§ **WHAT TO PRODUCE**
When a line of the records contains "struct", copy it.

Stored data:
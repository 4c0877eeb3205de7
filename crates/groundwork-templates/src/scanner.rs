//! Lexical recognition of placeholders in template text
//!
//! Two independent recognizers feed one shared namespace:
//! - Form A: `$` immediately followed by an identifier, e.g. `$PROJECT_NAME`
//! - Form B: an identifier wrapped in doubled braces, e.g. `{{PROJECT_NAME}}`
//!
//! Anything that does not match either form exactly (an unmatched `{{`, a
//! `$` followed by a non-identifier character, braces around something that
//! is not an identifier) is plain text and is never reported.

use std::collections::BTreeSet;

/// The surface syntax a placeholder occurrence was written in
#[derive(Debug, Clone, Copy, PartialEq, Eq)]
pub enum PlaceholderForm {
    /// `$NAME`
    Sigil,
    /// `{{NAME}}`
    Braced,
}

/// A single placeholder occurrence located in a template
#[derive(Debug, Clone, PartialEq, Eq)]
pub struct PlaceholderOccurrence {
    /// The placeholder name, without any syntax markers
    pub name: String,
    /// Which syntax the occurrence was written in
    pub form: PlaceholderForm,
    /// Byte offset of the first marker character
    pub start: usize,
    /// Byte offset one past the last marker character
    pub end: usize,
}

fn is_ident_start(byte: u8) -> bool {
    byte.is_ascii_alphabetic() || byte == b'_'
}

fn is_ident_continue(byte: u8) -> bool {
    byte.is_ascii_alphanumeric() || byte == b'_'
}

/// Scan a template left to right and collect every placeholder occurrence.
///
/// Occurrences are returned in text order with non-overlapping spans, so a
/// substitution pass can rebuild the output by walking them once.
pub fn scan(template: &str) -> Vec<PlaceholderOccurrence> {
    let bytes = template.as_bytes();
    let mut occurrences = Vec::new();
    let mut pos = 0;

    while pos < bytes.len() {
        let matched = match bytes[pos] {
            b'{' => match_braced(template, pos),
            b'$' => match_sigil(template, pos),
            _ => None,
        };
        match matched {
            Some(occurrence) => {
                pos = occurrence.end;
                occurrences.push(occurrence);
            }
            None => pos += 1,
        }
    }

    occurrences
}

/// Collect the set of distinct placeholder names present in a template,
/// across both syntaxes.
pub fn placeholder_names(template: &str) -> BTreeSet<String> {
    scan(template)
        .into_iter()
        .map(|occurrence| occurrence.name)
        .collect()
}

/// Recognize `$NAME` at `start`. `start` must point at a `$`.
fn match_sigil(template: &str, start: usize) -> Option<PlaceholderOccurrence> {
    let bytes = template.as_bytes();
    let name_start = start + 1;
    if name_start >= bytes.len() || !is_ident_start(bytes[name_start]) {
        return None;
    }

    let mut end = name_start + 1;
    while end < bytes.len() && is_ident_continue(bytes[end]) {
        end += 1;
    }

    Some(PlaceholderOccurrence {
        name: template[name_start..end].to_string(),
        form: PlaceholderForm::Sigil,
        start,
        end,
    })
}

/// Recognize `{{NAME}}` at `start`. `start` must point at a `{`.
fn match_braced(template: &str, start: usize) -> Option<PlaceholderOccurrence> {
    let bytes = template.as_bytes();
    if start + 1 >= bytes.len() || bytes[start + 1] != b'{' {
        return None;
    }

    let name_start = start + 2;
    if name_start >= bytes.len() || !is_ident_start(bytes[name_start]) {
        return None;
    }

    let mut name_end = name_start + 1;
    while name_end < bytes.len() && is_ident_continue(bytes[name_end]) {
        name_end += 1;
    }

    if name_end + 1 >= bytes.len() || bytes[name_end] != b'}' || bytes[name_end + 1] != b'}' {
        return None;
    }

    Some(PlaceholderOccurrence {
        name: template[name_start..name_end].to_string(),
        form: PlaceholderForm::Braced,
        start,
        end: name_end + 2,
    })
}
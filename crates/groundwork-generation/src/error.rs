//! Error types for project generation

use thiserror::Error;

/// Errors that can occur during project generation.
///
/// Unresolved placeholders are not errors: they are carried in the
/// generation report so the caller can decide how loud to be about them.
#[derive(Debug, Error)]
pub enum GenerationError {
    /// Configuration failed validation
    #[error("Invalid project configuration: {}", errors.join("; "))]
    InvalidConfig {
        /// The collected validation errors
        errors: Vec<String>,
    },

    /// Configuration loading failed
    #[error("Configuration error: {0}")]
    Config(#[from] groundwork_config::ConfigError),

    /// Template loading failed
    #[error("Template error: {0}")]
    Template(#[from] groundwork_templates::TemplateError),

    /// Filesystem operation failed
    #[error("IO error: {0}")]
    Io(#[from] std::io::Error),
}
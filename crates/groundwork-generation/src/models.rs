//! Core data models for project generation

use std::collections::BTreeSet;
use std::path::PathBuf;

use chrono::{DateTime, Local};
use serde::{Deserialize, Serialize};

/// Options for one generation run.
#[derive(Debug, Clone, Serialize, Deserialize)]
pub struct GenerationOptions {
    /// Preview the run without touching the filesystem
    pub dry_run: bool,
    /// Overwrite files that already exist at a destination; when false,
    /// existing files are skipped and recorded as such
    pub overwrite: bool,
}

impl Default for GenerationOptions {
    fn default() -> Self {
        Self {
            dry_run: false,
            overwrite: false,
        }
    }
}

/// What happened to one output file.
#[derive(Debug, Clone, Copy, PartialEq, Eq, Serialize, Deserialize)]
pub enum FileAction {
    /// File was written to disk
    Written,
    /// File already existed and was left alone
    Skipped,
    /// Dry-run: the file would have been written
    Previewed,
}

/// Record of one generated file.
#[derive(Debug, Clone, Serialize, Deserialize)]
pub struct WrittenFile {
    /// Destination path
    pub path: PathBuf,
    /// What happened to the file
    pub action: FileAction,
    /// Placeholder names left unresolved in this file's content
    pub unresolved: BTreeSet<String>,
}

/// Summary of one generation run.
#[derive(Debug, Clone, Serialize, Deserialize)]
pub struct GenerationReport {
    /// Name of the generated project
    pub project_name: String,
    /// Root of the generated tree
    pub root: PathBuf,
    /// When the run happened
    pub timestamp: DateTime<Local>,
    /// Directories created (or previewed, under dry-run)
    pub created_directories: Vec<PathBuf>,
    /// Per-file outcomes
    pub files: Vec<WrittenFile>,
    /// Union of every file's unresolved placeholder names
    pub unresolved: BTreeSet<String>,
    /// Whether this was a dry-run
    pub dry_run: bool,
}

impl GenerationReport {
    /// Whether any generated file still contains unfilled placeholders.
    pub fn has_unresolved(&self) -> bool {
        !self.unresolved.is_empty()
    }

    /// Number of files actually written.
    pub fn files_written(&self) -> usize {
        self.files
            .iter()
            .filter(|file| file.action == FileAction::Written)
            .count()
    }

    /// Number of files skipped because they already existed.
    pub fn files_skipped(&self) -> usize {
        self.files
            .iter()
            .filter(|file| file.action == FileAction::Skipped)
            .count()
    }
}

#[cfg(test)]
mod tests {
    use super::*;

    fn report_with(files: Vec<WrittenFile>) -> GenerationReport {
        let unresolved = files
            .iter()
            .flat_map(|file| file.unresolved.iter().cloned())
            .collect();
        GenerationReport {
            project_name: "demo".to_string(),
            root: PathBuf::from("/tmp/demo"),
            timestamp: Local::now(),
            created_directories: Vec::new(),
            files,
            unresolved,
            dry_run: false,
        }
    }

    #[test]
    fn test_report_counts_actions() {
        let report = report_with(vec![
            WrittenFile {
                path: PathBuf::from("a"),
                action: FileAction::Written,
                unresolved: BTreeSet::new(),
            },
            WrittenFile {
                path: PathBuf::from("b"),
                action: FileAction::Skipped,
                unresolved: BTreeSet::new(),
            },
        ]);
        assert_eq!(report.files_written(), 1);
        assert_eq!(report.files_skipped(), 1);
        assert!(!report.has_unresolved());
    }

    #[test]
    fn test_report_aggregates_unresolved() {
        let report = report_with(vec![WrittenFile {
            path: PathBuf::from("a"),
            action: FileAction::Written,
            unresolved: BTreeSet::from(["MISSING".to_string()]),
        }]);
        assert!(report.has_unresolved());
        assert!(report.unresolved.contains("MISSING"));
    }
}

==

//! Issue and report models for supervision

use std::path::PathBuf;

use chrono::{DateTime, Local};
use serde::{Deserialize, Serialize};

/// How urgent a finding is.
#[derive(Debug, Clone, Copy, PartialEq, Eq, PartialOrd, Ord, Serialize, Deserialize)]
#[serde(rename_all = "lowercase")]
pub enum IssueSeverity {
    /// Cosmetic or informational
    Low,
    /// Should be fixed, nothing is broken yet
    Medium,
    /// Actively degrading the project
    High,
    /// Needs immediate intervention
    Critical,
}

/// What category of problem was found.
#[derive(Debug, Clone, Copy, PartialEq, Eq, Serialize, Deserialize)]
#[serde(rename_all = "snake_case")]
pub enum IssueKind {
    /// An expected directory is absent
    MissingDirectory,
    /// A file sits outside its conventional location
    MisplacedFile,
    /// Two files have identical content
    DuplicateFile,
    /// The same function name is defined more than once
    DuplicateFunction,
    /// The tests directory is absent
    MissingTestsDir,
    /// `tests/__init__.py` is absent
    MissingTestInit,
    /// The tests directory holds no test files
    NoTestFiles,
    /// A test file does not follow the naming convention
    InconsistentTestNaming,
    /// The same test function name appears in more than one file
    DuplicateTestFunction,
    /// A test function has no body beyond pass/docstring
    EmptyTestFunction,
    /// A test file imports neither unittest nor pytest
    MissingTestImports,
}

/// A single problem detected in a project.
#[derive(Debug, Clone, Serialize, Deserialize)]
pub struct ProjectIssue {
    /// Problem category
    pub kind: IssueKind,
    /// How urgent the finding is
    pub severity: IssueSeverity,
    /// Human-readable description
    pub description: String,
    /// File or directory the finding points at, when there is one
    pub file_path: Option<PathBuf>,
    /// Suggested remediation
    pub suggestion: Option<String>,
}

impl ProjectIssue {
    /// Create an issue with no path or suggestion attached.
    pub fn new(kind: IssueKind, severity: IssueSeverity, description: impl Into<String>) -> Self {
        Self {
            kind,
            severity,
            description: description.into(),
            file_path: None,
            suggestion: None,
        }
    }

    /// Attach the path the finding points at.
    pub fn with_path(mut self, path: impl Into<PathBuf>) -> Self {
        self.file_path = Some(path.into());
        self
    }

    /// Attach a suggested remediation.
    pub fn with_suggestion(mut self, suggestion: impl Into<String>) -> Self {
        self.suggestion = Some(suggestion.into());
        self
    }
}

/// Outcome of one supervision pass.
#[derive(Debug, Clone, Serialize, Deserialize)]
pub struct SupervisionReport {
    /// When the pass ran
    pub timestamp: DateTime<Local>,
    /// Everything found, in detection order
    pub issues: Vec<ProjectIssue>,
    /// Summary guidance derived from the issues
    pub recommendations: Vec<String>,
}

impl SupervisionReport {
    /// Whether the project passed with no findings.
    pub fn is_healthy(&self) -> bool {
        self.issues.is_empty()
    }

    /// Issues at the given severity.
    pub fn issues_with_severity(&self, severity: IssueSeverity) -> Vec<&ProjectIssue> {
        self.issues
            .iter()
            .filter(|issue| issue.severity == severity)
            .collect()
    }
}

* * *

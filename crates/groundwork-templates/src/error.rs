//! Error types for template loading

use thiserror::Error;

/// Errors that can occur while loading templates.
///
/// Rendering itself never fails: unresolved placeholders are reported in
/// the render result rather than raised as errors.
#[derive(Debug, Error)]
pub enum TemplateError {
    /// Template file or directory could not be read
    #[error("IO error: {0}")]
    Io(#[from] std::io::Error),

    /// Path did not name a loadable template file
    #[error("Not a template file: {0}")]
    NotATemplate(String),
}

§ **TASK RESPONSE**
pub struct PlaceholderOccurrence {
pub struct GenerationOptions {
pub struct WrittenFile {
pub struct GenerationReport {
pub struct ProjectIssue {
pub struct SupervisionReport {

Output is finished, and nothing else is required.